WHAT THE TASK ASKS - Word for word, set down the entries that follow.

---------- DATA LISTING

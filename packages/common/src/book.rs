use std::fmt;
use std::str::FromStr;

use serde::{Deserialize, Serialize};

/// Largest accepted upload (50 MiB).
pub const MAX_UPLOAD_SIZE: u64 = 50 * 1024 * 1024;

/// Lower-cased extensions accepted for upload.
pub const ALLOWED_EXTENSIONS: &[&str] = &[".pdf", ".epub", ".org"];

/// Document format, derived from the file extension only.
#[derive(Debug, Clone, Copy, PartialEq, Eq, Hash, Serialize, Deserialize, utoipa::ToSchema)]
#[serde(rename_all = "lowercase")]
pub enum BookFormat {
    Pdf,
    Epub,
    Org,
    Unknown,
}

impl BookFormat {
    pub fn from_filename(filename: &str) -> Self {
        match extension_of(filename).as_str() {
            ".pdf" => Self::Pdf,
            ".epub" => Self::Epub,
            ".org" => Self::Org,
            _ => Self::Unknown,
        }
    }

    pub fn as_str(&self) -> &'static str {
        match self {
            Self::Pdf => "pdf",
            Self::Epub => "epub",
            Self::Org => "org",
            Self::Unknown => "unknown",
        }
    }
}

impl fmt::Display for BookFormat {
    fn fmt(&self, f: &mut fmt::Formatter<'_>) -> fmt::Result {
        f.write_str(self.as_str())
    }
}

impl FromStr for BookFormat {
    type Err = std::convert::Infallible;

    /// Unrecognised strings map to `Unknown`.
    fn from_str(s: &str) -> Result<Self, Self::Err> {
        Ok(match s {
            "pdf" => Self::Pdf,
            "epub" => Self::Epub,
            "org" => Self::Org,
            _ => Self::Unknown,
        })
    }
}

/// Reason an upload was refused before anything was written.
#[derive(Debug, Clone, PartialEq, Eq)]
pub enum UploadRejection {
    TooLarge { size: u64, limit: u64 },
    UnsupportedType { extension: String },
}

impl fmt::Display for UploadRejection {
    fn fmt(&self, f: &mut fmt::Formatter<'_>) -> fmt::Result {
        match self {
            Self::TooLarge { limit, .. } => write!(
                f,
                "File is too large. Maximum size: {} MB",
                limit / (1024 * 1024)
            ),
            Self::UnsupportedType { .. } => write!(
                f,
                "File type not allowed. Allowed types: {}",
                ALLOWED_EXTENSIONS.join(",")
            ),
        }
    }
}

impl std::error::Error for UploadRejection {}

/// Check an upload against the size ceiling and the extension allow-list.
pub fn validate_upload(filename: &str, size: u64) -> Result<BookFormat, UploadRejection> {
    if size > MAX_UPLOAD_SIZE {
        return Err(UploadRejection::TooLarge {
            size,
            limit: MAX_UPLOAD_SIZE,
        });
    }

    let extension = extension_of(filename);
    if !ALLOWED_EXTENSIONS.contains(&extension.as_str()) {
        return Err(UploadRejection::UnsupportedType { extension });
    }

    Ok(BookFormat::from_filename(filename))
}

/// Final path element of `filename`.
fn base_name(filename: &str) -> &str {
    filename
        .rsplit(['/', '\\'])
        .next()
        .unwrap_or(filename)
}

/// Lower-cased suffix starting at the last `.` of the final path element,
/// or an empty string when there is none.
pub fn extension_of(filename: &str) -> String {
    let name = base_name(filename);
    name.rfind('.')
        .map(|idx| name[idx..].to_lowercase())
        .unwrap_or_default()
}

/// Book title derived from an upload name: the final path element without its extension.
pub fn title_from_filename(filename: &str) -> String {
    let name = base_name(filename);
    match name.rfind('.') {
        Some(idx) => name[..idx].to_string(),
        None => name.to_string(),
    }
}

--------------------

FINISHED TASK -
filename packages/common/src/book.rs
use std::fmt;
use std::str::FromStr;

use serde::{Deserialize, Serialize};

/// Largest accepted upload (50 MiB).
pub const MAX_UPLOAD_SIZE: u64 = 50 * 1024 * 1024;

/// Lower-cased extensions accepted for upload.
pub const ALLOWED_EXTENSIONS: &[&str] = &[".pdf", ".epub", ".org"];

/// Document format, derived from the file extension only.
#[derive(Debug, Clone, Copy, PartialEq, Eq, Hash, Serialize, Deserialize, utoipa::ToSchema)]
#[serde(rename_all = "lowercase")]
pub enum BookFormat {
    Pdf,
    Epub,
    Org,
    Unknown,
}

impl BookFormat {
    pub fn from_filename(filename: &str) -> Self {
        match extension_of(filename).as_str() {
            ".pdf" => Self::Pdf,
            ".epub" => Self::Epub,
            ".org" => Self::Org,
            _ => Self::Unknown,
        }
    }

    pub fn as_str(&self) -> &'static str {
        match self {
            Self::Pdf => "pdf",
            Self::Epub => "epub",
            Self::Org => "org",
            Self::Unknown => "unknown",
        }
    }
}

impl fmt::Display for BookFormat {
    fn fmt(&self, f: &mut fmt::Formatter<'_>) -> fmt::Result {
        f.write_str(self.as_str())
    }
}

impl FromStr for BookFormat {
    type Err = std::convert::Infallible;

    /// Unrecognised strings map to `Unknown`.
    fn from_str(s: &str) -> Result<Self, Self::Err> {
        Ok(match s {
            "pdf" => Self::Pdf,
            "epub" => Self::Epub,
            "org" => Self::Org,
            _ => Self::Unknown,
        })
    }
}

/// Reason an upload was refused before anything was written.
#[derive(Debug, Clone, PartialEq, Eq)]
pub enum UploadRejection {
    TooLarge { size: u64, limit: u64 },
    UnsupportedType { extension: String },
}

impl fmt::Display for UploadRejection {
    fn fmt(&self, f: &mut fmt::Formatter<'_>) -> fmt::Result {
        match self {
            Self::TooLarge { limit, .. } => write!(
                f,
                "File is too large. Maximum size: {} MB",
                limit / (1024 * 1024)
            ),
            Self::UnsupportedType { .. } => write!(
                f,
                "File type not allowed. Allowed types: {}",
                ALLOWED_EXTENSIONS.join(",")
            ),
        }
    }
}

impl std::error::Error for UploadRejection {}

/// Check an upload against the size ceiling and the extension allow-list.
pub fn validate_upload(filename: &str, size: u64) -> Result<BookFormat, UploadRejection> {
    if size > MAX_UPLOAD_SIZE {
        return Err(UploadRejection::TooLarge {
            size,
            limit: MAX_UPLOAD_SIZE,
        });
    }

    let extension = extension_of(filename);
    if !ALLOWED_EXTENSIONS.contains(&extension.as_str()) {
        return Err(UploadRejection::UnsupportedType { extension });
    }

    Ok(BookFormat::from_filename(filename))
}

/// Final path element of `filename`.
fn base_name(filename: &str) -> &str {
    filename
        .rsplit(['/', '\\'])
        .next()
        .unwrap_or(filename)
}

/// Lower-cased suffix starting at the last `.` of the final path element,
/// or an empty string when there is none.
pub fn extension_of(filename: &str) -> String {
    let name = base_name(filename);
    name.rfind('.')
        .map(|idx| name[idx..].to_lowercase())
        .unwrap_or_default()
}

/// Book title derived from an upload name: the final path element without its extension.
pub fn title_from_filename(filename: &str) -> String {
    let name = base_name(filename);
    match name.rfind('.') {
        Some(idx) => name[..idx].to_string(),
        None => name.to_string(),
    }
}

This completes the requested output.